- ACTION ITEM -
Please return every line of the records below that holds the word "core".

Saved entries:
==============================

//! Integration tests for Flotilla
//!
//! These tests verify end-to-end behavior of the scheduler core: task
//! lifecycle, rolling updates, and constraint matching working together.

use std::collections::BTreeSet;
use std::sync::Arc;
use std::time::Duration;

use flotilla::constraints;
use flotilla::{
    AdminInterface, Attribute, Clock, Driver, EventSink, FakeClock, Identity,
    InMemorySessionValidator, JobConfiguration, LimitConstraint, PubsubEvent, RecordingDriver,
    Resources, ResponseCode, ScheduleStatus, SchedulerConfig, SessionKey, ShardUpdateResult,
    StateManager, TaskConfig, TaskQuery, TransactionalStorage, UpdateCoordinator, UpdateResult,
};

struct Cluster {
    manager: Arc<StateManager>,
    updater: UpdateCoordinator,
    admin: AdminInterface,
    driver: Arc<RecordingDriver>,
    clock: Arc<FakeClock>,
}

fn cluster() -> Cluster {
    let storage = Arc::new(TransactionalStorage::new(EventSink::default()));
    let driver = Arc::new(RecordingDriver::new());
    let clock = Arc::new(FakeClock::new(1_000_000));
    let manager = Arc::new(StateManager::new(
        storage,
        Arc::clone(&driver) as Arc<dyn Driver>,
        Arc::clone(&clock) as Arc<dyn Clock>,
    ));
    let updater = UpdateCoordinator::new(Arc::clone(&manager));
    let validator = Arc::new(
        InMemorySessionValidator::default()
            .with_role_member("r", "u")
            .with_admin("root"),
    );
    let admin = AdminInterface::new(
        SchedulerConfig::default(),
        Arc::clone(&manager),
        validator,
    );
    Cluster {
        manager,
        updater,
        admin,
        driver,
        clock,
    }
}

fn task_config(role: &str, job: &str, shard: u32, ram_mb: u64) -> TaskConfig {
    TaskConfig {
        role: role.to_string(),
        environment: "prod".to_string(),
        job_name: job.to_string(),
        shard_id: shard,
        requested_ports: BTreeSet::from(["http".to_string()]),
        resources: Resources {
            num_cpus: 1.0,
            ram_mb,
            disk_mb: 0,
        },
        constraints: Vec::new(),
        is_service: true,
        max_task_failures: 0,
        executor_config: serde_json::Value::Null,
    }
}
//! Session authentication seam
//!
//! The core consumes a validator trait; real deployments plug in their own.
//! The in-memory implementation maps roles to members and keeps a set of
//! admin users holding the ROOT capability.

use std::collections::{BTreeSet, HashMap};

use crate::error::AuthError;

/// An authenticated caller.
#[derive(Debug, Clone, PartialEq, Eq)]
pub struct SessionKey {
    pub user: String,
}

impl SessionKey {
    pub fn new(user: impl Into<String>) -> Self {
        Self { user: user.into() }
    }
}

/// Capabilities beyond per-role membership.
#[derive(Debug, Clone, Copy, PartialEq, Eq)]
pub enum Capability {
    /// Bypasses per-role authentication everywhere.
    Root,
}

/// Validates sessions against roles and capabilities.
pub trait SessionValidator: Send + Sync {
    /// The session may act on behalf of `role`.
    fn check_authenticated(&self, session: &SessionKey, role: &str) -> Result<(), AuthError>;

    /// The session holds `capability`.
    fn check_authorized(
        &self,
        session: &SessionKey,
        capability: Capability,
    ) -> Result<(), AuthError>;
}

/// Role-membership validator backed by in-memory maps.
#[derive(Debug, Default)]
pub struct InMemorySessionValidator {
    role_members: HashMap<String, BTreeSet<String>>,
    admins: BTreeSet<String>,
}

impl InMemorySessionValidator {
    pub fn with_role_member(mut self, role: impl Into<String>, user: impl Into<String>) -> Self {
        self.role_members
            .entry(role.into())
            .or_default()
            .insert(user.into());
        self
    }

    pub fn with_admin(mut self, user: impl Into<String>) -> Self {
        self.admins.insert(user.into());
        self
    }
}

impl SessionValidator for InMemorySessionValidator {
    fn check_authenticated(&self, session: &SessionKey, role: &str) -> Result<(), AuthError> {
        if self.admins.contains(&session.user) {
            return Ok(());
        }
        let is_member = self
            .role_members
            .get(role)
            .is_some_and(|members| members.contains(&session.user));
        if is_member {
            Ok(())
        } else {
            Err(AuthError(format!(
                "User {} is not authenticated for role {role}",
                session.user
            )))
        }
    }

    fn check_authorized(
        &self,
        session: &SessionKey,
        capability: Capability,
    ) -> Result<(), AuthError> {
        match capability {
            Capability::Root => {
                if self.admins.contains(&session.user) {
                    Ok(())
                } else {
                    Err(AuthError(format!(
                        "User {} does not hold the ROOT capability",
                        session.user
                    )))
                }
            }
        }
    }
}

==============================

- RESULT FOR THIS TASK -
//! These tests verify end-to-end behavior of the scheduler core: task
//! The core consumes a validator trait; real deployments plug in their own.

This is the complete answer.